Выглядел Громов жутко: кровь на лице засохла уродливыми разводами, часть ее он стер руками, и теперь алыми были еще и его ладони. Я, наверное, и сама была не лучше.
Словно прочитав мои мысли, он потянулся, взял с крыльца бутылку с водой из машины и протянул ее мне.
Я сделала несколько быстрых, жадных глотков и полила немного себе на ладонь. Ужасно хотелось в душ. В горячий. И в кровать, под теплое одеяло. И чтобы еще горячего молочка принесли, как в детстве.
— У тебя труба с собой есть? — охрипший голос Громова грубо выдернул меня из дурацких фантазий.
Я помотала головой. С собой. Смешно. Ему бы спросить, есть ли у меня в принципе какой-либо телефон, кроме стационарного в коммуналке.
Господи. Моя мама. Моя уютная, маленькая комнатка в коммуналке. Моя работа. Как я буду все это разгребать?!
— Э-э-эй, — Громов позвал меня как какого-то зверя.
Но меня трясло, и я даже не могла сделать ему замечание. Губы не слушались, зубы стучали друг о друга.
— Нет, так не пойдет, — он сбежал ко мне с крыльца и потянул на себя, и я неловко наступила на правую ногу.
Слезы брызнули из глаз прежде, чем я сообразила, что плачу. И вот я уже ревела в три ручья от боли, ужаса, страха, несправедливости, тревоги и еще тысячи вещей.
— Твою мать, — снова выругался он, схватил меня за ребра, закинул руки себе на шею и плечи и потащил к дому.

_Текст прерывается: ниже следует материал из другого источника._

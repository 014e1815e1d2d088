//! 集合引擎
//!
//! 在只提供 `get`/`put` 的 KV 存储之上实现 Redis 风格的普通集合与有序集合。
//! 每个操作的流程都是：校验参数 → 读取编码值 → 计算新值 → 写回（可选）→ 返回结果。
//!
//! 引擎本身不加锁：同一个键上的并发写入是读-改-写竞争，后写入者覆盖先写入者。
//! 需要更强保证的调用方应在存储层提供 CAS 或按键互斥。

use tracing::{debug, warn};

use crate::config::{RemovalReply, SetEngineConfig};
use crate::encoding::{SetValue, decode_slot};
use crate::error::{SetError, SetResult, log_failure};
use crate::scored::{self, sort_by_score};
use crate::traits::KvStore;
use crate::types::{Element, Members, ScoredMember, ZScore};

/// 集合引擎，持有存储引用和静态配置，不保存其他状态
#[derive(Debug, Clone)]
pub struct SetEngine<S> {
    store: S,
    config: SetEngineConfig,
}

fn check_key(key: &str) -> SetResult<()> {
    if key.is_empty() {
        return Err(SetError::invalid("key should be a non-empty string"));
    }
    Ok(())
}

fn check_keys<K: AsRef<str>>(keys: &[K]) -> SetResult<()> {
    keys.iter().try_for_each(|k| check_key(k.as_ref()))
}

/// 取出有序集合成员；空的普通集合视为空的有序集合
fn expect_scored(value: SetValue) -> SetResult<Vec<ScoredMember>> {
    match value {
        SetValue::Scored(members) => Ok(members),
        SetValue::Plain(items) if items.is_empty() => Ok(Vec::new()),
        SetValue::Plain(_) => Err(SetError::mismatch("the set should be scored")),
    }
}

/// 取出普通集合元素；空的有序集合视为空的普通集合
fn expect_plain(value: SetValue) -> SetResult<Vec<Element>> {
    match value {
        SetValue::Plain(items) => Ok(items),
        SetValue::Scored(members) if members.is_empty() => Ok(Vec::new()),
        SetValue::Scored(_) => Err(SetError::mismatch("the set is scored")),
    }
}

impl<S: KvStore> SetEngine<S> {
    pub fn new(store: S) -> Self {
        Self::with_config(store, SetEngineConfig::default())
    }

    pub fn with_config(store: S, config: SetEngineConfig) -> Self {
        Self { store, config }
    }

    pub fn store(&self) -> &S {
        &self.store
    }

    pub fn config(&self) -> &SetEngineConfig {
        &self.config
    }

    fn check_score(&self, score: f64) -> SetResult<()> {
        if self.config.reject_nan_scores && score.is_nan() {
            return Err(SetError::invalid("score should be a number"));
        }
        Ok(())
    }

    async fn load(&self, key: &str) -> SetResult<Option<SetValue>> {
        let raw = self.store.get(key).await?;
        decode_slot(raw)
    }

    async fn save(&self, key: &str, value: &SetValue) -> SetResult<()> {
        let bytes = value.encode()?;
        self.store.put(key, Some(bytes)).await?;
        Ok(())
    }

    /// 按键顺序依次读取，不存在的键贡献空集合
    async fn load_elements<K: AsRef<str>>(&self, keys: &[K]) -> SetResult<Vec<Vec<Element>>> {
        check_keys(keys)?;
        let mut sets = Vec::with_capacity(keys.len());
        for key in keys {
            let elements = self
                .load(key.as_ref())
                .await?
                .map(SetValue::into_elements)
                .unwrap_or_default();
            sets.push(elements);
        }
        Ok(sets)
    }

    fn removal_reply(&self, remaining: usize, requested: usize, removed: usize) -> i64 {
        match self.config.removal_reply {
            RemovalReply::Legacy => remaining as i64 - requested as i64,
            RemovalReply::Removed => removed as i64,
        }
    }

    // ==================== 普通集合 ====================

    /// SADD: 追加元素（不去重），返回追加的数量
    pub async fn sadd(&self, key: &str, value: impl Into<Members>) -> SetResult<usize> {
        let value = value.into();
        let result: SetResult<usize> = async {
            check_key(key)?;
            let mut items = match self.load(key).await? {
                Some(existing) => expect_plain(existing)?,
                None => Vec::new(),
            };
            let count = value.len();
            items.extend(value.into_vec());
            self.save(key, &SetValue::Plain(items)).await?;
            debug!("SADD {:?} appended {} members", key, count);
            Ok(count)
        }
        .await;
        log_failure(result, "SADD", key)
    }

    /// SREM: 删除所有与给定值相等的元素
    ///
    /// 默认返回 `删除后的长度 - 请求删除的数量`，见 [`RemovalReply`]。
    pub async fn srem(&self, key: &str, value: impl Into<Members>) -> SetResult<i64> {
        let value = value.into();
        let result: SetResult<i64> = async {
            check_key(key)?;
            let Some(existing) = self.load(key).await? else {
                return Ok(0);
            };
            let mut items = expect_plain(existing)?;
            let before = items.len();
            let targets = value.as_slice();
            items.retain(|e| !targets.contains(e));

            let removed = before - items.len();
            let reply = self.removal_reply(items.len(), value.len(), removed);
            self.save(key, &SetValue::Plain(items)).await?;
            debug!("SREM {:?} removed {} members", key, removed);
            Ok(reply)
        }
        .await;
        log_failure(result, "SREM", key)
    }

    /// SCARD: 集合大小，键不存在返回 `None`
    pub async fn scard(&self, key: &str) -> SetResult<Option<usize>> {
        let result: SetResult<Option<usize>> = async {
            check_key(key)?;
            Ok(self.load(key).await?.map(|v| v.len()))
        }
        .await;
        log_failure(result, "SCARD", key)
    }

    /// SMEMBERS: 全部元素；有序集合按分数升序投影为裸元素
    pub async fn smembers(&self, key: &str) -> SetResult<Option<Vec<Element>>> {
        let result: SetResult<Option<Vec<Element>>> = async {
            check_key(key)?;
            Ok(self.load(key).await?.map(SetValue::into_elements))
        }
        .await;
        log_failure(result, "SMEMBERS", key)
    }

    /// SISMEMBER: 存在返回 1，否则（包括键不存在）返回 0
    pub async fn sismembers(&self, key: &str, ele: impl Into<Element>) -> SetResult<i64> {
        let ele = ele.into();
        let result: SetResult<i64> = async {
            check_key(key)?;
            let found = self
                .load(key)
                .await?
                .is_some_and(|value| value.contains(&ele));
            Ok(found as i64)
        }
        .await;
        log_failure(result, "SISMEMBER", key)
    }

    // ==================== 多键操作 ====================

    /// SINTER: 交集，保持第一个集合中的顺序
    pub async fn sinter<K: AsRef<str>>(&self, keys: &[K]) -> SetResult<Vec<Element>> {
        let sets = self.load_elements(keys).await?;
        let out = scored::intersection(sets);
        debug!("SINTER over {} keys -> {} members", keys.len(), out.len());
        Ok(out)
    }

    /// SUNION: 并集，按遇到顺序
    pub async fn sunion<K: AsRef<str>>(&self, keys: &[K]) -> SetResult<Vec<Element>> {
        let sets = self.load_elements(keys).await?;
        let out = scored::union(sets);
        debug!("SUNION over {} keys -> {} members", keys.len(), out.len());
        Ok(out)
    }

    /// SUNIONSTORE: 将并集作为普通集合写入 `key`，返回其大小
    pub async fn sunionstore<K: AsRef<str>>(&self, key: &str, keys: &[K]) -> SetResult<usize> {
        let result: SetResult<usize> = async {
            check_key(key)?;
            let union = scored::union(self.load_elements(keys).await?);
            let len = union.len();
            self.save(key, &SetValue::Plain(union)).await?;
            debug!("SUNIONSTORE {:?} stored {} members", key, len);
            Ok(len)
        }
        .await;
        log_failure(result, "SUNIONSTORE", key)
    }

    /// SDIFF: 第一个集合中不属于其余集合的元素
    pub async fn sdiff<K: AsRef<str>>(&self, keys: &[K]) -> SetResult<Vec<Element>> {
        let sets = self.load_elements(keys).await?;
        let out = scored::difference(sets);
        debug!("SDIFF over {} keys -> {} members", keys.len(), out.len());
        Ok(out)
    }

    /// DEL: 写入缺失标记删除键，返回处理的键数量
    ///
    /// 所有键在写入前统一校验；删除不存在的键不是错误。
    pub async fn del<K: AsRef<str>>(&self, keys: &[K]) -> SetResult<usize> {
        check_keys(keys)?;
        for key in keys {
            let key = key.as_ref();
            if let Err(e) = self.store.put(key, None).await {
                warn!("DEL {:?} failed: {}", key, e);
                return Err(e.into());
            }
        }
        debug!("DEL {} keys", keys.len());
        Ok(keys.len())
    }

    // ==================== 有序集合 ====================

    /// ZADD: 追加 `(value, score)` 并按分数重新排序，始终返回 1
    pub async fn zadd(&self, key: &str, score: f64, value: impl Into<Element>) -> SetResult<usize> {
        let value = value.into();
        let result: SetResult<usize> = async {
            check_key(key)?;
            self.check_score(score)?;
            let mut members = match self.load(key).await? {
                Some(existing) => expect_scored(existing)?,
                None => Vec::new(),
            };
            members.push(ScoredMember { value, score });
            sort_by_score(&mut members);
            self.save(key, &SetValue::Scored(members)).await?;
            debug!("ZADD {:?} score {}", key, score);
            Ok(1)
        }
        .await;
        log_failure(result, "ZADD", key)
    }

    /// ZREM: 按成员值删除；要求键保存的是有序集合
    pub async fn zrem(&self, key: &str, value: impl Into<Members>) -> SetResult<i64> {
        let value = value.into();
        let result: SetResult<i64> = async {
            check_key(key)?;
            let Some(existing) = self.load(key).await? else {
                return Ok(0);
            };
            let SetValue::Scored(mut members) = existing else {
                return Err(SetError::mismatch("the set should be scored"));
            };
            let before = members.len();
            let targets = value.as_slice();
            members.retain(|m| !targets.contains(&m.value));

            let removed = before - members.len();
            let reply = self.removal_reply(members.len(), value.len(), removed);
            self.save(key, &SetValue::Scored(members)).await?;
            debug!("ZREM {:?} removed {} members", key, removed);
            Ok(reply)
        }
        .await;
        log_failure(result, "ZREM", key)
    }

    /// ZCARD: 有序集合大小，键不存在返回 `None`
    pub async fn zcard(&self, key: &str) -> SetResult<Option<usize>> {
        let result: SetResult<Option<usize>> = async {
            check_key(key)?;
            match self.load(key).await? {
                Some(existing) => Ok(Some(expect_scored(existing)?.len())),
                None => Ok(None),
            }
        }
        .await;
        log_failure(result, "ZCARD", key)
    }

    /// ZRANGE: 分数升序下 `[start, stop)` 的切片，负下标从末尾计数
    pub async fn zrange(
        &self,
        key: &str,
        start: i64,
        stop: i64,
    ) -> SetResult<Option<Vec<Element>>> {
        let result: SetResult<Option<Vec<Element>>> = async {
            check_key(key)?;
            let Some(existing) = self.load(key).await? else {
                return Ok(None);
            };
            let mut members = expect_scored(existing)?;
            let range = scored::slice_range(members.len(), start, stop);
            Ok(Some(members.drain(range).map(|m| m.value).collect()))
        }
        .await;
        log_failure(result, "ZRANGE", key)
    }

    /// ZREVRANGE: 分数降序下 `[start, stop)` 的切片
    ///
    /// 反转只作用于本次读取解码出的副本，不影响存储中的值。
    pub async fn zrevrange(
        &self,
        key: &str,
        start: i64,
        stop: i64,
    ) -> SetResult<Option<Vec<Element>>> {
        let result: SetResult<Option<Vec<Element>>> = async {
            check_key(key)?;
            let Some(existing) = self.load(key).await? else {
                return Ok(None);
            };
            let mut members = expect_scored(existing)?;
            members.reverse();
            let range = scored::slice_range(members.len(), start, stop);
            Ok(Some(members.drain(range).map(|m| m.value).collect()))
        }
        .await;
        log_failure(result, "ZREVRANGE", key)
    }

    /// ZSCORE: 第一个匹配成员的分数
    pub async fn zscore(&self, key: &str, ele: impl Into<Element>) -> SetResult<ZScore> {
        let ele = ele.into();
        let result: SetResult<ZScore> = async {
            check_key(key)?;
            let Some(existing) = self.load(key).await? else {
                return Ok(ZScore::NoKey);
            };
            let members = expect_scored(existing)?;
            Ok(scored::find_score(&members, &ele).map_or(ZScore::NoMember, ZScore::Score))
        }
        .await;
        log_failure(result, "ZSCORE", key)
    }

    /// ZINCRBY: 给第一个匹配成员的分数加上 `score`，返回新分数
    ///
    /// 键不存在时等同于 `zadd(key, score, ele)`；成员不存在时以 `score` 为分数加入。
    pub async fn zincrby(&self, key: &str, score: f64, ele: impl Into<Element>) -> SetResult<f64> {
        let ele = ele.into();
        let result: SetResult<f64> = async {
            check_key(key)?;
            self.check_score(score)?;
            let mut members = match self.load(key).await? {
                Some(existing) => expect_scored(existing)?,
                None => Vec::new(),
            };

            let new_score = match members.iter_mut().find(|m| m.value == ele) {
                Some(member) => {
                    let updated = member.score + score;
                    self.check_score(updated)?;
                    member.score = updated;
                    updated
                }
                None => {
                    members.push(ScoredMember { value: ele, score });
                    score
                }
            };

            sort_by_score(&mut members);
            self.save(key, &SetValue::Scored(members)).await?;
            debug!("ZINCRBY {:?} by {} -> {}", key, score, new_score);
            Ok(new_score)
        }
        .await;
        log_failure(result, "ZINCRBY", key)
    }
}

Деревянные полы, покрытые дешевой рыжей краской, жалобно заскрипели, когда Громов завел меня на кухню и усадил на колченогий табурет. Он зашарил по подвесным шкафам, хлопая дверцами, которые держались даже не на петлях, а на честном слове. В глубине одного из шкафчиков он все же нашел пыльную чекушку и, скрутив алюминиевую крышку, заставил меня хлебнуть прямо из горла.
Дешевый, ядреный спирт обжег горло. Дыхание сбилось, я принялась судорожно втягивать воздух, смотря на него ошалевшими глазами. Внутри меня водка, казалось, полыхала огнем. Из глаз с удвоенной силой полились слезы, но уже не из-за того, что мне было страшно. Водка вышибла из меня весь дух.
— Зато успокоилась, — прокомментировал этот козел, наблюдая за моими попытками откашляться.
Подвинув ногой к себе второй и последний табурет на невзрачной кухне, он сел через стол от меня и достал из заднего кармана изрядно потрепанную пачку сигарет. Прикурив первую, молча протянул ее мне. И на этот раз я взяла.
Руки дрожали, стесанные, поцарапанные пальцы болели. Да уж. Я чувствовала, что на голове с той стороны, где шла кровь, волосы слиплись в один невообразимый колтун. А на другом боку висели растрепанными, нечёсаными прядями. Жалкое зрелище вкупе с порванной и испачканной в земле и траве одеждой.
Громов курил какие-то жутко крепкие сигареты, и я закашлялась теперь уже из-за дыма. Я заметила, что он усмехнулся, и захотела показать ему средний палец. Я уже говорила, что злость придавала мне сил?.. А еще, похоже, забирала последние мозги.